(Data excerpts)
-=-=-
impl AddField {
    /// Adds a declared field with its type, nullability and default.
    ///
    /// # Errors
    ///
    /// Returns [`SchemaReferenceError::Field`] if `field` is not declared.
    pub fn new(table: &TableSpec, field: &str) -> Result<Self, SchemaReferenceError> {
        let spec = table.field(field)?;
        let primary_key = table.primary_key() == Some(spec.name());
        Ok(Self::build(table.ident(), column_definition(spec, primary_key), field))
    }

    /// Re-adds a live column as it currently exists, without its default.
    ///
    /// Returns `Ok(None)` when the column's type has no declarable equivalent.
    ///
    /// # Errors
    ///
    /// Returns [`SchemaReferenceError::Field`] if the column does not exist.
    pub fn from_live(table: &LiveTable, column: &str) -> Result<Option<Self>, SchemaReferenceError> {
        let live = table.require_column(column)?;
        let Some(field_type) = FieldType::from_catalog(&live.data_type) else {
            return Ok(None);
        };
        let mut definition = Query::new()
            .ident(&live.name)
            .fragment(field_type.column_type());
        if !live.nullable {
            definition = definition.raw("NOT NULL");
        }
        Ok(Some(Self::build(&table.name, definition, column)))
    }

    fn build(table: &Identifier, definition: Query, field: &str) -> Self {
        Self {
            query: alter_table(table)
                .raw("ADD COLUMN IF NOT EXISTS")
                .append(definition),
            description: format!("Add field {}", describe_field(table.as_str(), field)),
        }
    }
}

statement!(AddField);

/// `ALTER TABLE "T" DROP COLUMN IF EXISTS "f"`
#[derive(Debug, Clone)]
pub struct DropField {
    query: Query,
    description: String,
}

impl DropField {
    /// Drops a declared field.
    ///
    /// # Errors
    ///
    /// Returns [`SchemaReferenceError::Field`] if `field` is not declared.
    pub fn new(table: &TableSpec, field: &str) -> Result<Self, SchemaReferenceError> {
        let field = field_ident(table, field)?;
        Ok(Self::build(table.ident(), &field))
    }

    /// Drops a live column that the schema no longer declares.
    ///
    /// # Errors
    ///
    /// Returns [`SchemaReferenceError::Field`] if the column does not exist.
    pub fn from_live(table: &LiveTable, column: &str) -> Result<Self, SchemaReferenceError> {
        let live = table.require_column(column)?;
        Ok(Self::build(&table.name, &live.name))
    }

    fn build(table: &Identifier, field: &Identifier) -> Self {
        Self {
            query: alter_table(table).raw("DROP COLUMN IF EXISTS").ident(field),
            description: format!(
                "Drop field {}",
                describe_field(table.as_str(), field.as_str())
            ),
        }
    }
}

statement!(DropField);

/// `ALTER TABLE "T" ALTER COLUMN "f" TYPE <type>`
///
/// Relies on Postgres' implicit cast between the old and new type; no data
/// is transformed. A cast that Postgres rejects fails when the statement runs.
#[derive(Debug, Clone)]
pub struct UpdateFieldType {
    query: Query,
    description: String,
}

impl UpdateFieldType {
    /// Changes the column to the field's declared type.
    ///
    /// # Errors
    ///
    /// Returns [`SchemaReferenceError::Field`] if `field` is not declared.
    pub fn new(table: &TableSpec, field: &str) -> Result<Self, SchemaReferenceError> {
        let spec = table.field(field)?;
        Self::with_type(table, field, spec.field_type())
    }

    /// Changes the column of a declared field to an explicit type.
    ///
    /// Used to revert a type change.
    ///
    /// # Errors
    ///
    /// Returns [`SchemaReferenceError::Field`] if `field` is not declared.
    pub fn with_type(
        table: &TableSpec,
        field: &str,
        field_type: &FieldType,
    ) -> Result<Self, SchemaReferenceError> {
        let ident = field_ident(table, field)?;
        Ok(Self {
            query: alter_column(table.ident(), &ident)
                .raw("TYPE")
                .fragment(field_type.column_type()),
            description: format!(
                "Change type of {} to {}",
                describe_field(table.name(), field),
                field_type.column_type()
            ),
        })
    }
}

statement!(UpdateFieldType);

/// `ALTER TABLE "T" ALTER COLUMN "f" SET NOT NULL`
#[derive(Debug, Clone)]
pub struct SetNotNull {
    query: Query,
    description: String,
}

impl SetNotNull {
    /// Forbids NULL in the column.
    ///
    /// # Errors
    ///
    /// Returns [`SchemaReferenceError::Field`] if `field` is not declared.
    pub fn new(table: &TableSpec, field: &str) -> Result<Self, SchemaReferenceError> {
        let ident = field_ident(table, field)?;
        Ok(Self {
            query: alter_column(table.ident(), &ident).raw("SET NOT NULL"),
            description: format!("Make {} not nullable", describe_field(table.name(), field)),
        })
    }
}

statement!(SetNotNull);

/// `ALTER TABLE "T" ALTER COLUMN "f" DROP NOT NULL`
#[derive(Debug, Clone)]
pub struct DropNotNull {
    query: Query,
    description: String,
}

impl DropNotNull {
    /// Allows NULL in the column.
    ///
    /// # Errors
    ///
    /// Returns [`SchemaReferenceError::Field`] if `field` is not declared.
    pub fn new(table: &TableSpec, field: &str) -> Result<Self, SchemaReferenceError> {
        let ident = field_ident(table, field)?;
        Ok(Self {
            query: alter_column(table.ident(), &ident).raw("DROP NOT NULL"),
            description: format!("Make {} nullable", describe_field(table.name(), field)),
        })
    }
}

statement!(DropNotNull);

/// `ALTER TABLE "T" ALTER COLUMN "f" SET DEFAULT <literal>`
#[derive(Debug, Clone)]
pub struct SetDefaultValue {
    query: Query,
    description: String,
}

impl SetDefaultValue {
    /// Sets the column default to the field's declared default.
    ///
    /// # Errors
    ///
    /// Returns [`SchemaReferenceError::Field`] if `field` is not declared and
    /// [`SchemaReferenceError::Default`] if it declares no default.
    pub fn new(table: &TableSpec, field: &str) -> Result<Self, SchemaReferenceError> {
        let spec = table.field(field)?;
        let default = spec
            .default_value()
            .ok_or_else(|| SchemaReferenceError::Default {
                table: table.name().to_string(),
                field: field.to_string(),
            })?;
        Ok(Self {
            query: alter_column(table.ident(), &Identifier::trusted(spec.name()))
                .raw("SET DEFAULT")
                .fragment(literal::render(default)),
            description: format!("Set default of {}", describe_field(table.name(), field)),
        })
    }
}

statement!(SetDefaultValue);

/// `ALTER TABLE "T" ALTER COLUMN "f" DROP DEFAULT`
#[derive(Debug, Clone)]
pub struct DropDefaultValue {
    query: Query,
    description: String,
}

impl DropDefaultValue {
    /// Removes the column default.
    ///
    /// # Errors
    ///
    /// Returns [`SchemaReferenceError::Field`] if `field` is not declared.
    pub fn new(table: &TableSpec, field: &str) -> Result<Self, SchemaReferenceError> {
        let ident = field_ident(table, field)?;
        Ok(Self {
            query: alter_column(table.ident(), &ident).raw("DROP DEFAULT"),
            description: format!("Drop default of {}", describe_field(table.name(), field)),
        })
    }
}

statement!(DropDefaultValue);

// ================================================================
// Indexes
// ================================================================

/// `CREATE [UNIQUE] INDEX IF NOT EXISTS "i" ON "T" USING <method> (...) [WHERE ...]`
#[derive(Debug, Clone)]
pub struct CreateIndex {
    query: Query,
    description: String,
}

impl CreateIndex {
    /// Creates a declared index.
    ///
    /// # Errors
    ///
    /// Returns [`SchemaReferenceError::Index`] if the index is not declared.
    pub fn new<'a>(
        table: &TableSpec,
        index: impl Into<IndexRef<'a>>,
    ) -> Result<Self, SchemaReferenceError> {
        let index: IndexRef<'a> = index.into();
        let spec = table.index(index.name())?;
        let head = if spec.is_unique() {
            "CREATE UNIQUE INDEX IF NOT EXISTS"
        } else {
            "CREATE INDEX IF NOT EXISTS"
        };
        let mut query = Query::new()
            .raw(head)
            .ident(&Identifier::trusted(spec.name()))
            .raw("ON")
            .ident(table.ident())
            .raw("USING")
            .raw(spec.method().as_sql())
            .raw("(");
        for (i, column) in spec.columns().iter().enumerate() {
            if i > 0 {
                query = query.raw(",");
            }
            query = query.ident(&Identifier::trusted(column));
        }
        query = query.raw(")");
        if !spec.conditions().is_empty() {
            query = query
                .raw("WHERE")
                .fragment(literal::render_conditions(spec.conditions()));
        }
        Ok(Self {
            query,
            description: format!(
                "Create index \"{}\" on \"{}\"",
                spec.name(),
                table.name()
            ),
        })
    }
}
-=-=-
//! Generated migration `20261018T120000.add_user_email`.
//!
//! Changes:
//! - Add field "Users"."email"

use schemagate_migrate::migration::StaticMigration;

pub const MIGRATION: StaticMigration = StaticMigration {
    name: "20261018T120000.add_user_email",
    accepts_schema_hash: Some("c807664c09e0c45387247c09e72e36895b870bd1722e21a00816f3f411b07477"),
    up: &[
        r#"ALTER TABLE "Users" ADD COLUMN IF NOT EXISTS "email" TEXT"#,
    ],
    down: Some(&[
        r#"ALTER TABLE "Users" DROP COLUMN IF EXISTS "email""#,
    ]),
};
-=-=-
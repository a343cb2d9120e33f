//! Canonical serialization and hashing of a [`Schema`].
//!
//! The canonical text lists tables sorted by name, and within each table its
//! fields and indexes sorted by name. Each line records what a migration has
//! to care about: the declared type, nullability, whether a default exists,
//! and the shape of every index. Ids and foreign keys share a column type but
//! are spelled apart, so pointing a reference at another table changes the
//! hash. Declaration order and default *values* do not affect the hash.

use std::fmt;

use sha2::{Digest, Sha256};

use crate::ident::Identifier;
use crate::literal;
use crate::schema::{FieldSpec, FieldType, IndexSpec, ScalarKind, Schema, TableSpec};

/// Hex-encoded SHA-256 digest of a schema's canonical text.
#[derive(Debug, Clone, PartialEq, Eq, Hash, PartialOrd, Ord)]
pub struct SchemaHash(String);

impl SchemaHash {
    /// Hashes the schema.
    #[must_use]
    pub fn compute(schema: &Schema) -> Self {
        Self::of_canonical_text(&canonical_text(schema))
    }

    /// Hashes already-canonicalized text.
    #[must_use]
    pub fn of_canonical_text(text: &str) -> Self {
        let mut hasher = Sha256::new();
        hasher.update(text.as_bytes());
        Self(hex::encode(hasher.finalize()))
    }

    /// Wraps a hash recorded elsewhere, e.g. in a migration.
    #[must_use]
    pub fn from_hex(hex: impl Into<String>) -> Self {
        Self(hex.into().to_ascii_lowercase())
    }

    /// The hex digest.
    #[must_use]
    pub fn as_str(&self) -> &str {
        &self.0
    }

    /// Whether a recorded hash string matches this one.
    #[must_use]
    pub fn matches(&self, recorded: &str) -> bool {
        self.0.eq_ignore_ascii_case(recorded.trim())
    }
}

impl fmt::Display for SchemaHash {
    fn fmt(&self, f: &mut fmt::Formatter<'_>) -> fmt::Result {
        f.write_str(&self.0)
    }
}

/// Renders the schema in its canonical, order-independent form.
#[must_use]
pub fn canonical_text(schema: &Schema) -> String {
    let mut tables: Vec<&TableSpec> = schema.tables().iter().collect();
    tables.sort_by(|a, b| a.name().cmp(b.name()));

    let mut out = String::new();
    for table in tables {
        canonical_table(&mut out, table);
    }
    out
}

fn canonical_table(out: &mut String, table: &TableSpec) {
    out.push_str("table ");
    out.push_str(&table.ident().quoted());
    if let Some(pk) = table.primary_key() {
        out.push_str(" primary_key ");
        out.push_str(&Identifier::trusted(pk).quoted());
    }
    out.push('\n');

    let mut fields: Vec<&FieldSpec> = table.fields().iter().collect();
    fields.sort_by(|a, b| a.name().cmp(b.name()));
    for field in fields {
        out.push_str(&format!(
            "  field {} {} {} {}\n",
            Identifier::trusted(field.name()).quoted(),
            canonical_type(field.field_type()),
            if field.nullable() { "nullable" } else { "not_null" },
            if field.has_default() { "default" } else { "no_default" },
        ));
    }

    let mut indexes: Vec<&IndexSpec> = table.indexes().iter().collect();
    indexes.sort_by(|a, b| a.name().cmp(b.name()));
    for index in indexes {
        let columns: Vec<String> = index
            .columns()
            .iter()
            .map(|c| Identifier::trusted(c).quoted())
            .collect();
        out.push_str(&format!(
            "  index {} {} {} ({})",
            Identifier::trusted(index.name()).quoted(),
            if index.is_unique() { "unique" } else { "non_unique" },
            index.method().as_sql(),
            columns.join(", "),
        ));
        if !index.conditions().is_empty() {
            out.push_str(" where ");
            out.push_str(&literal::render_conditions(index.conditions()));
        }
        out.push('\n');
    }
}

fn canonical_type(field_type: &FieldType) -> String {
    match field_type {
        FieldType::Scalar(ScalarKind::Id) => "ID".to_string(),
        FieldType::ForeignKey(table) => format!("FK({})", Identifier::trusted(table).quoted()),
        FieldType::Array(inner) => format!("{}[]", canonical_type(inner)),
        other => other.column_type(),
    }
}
-=-=-
▶ [Task objective]
The answer must consist of each line from the entries that contains the string "CreateIndex".

▶ [Output for this task]
pub struct CreateIndex {
impl CreateIndex {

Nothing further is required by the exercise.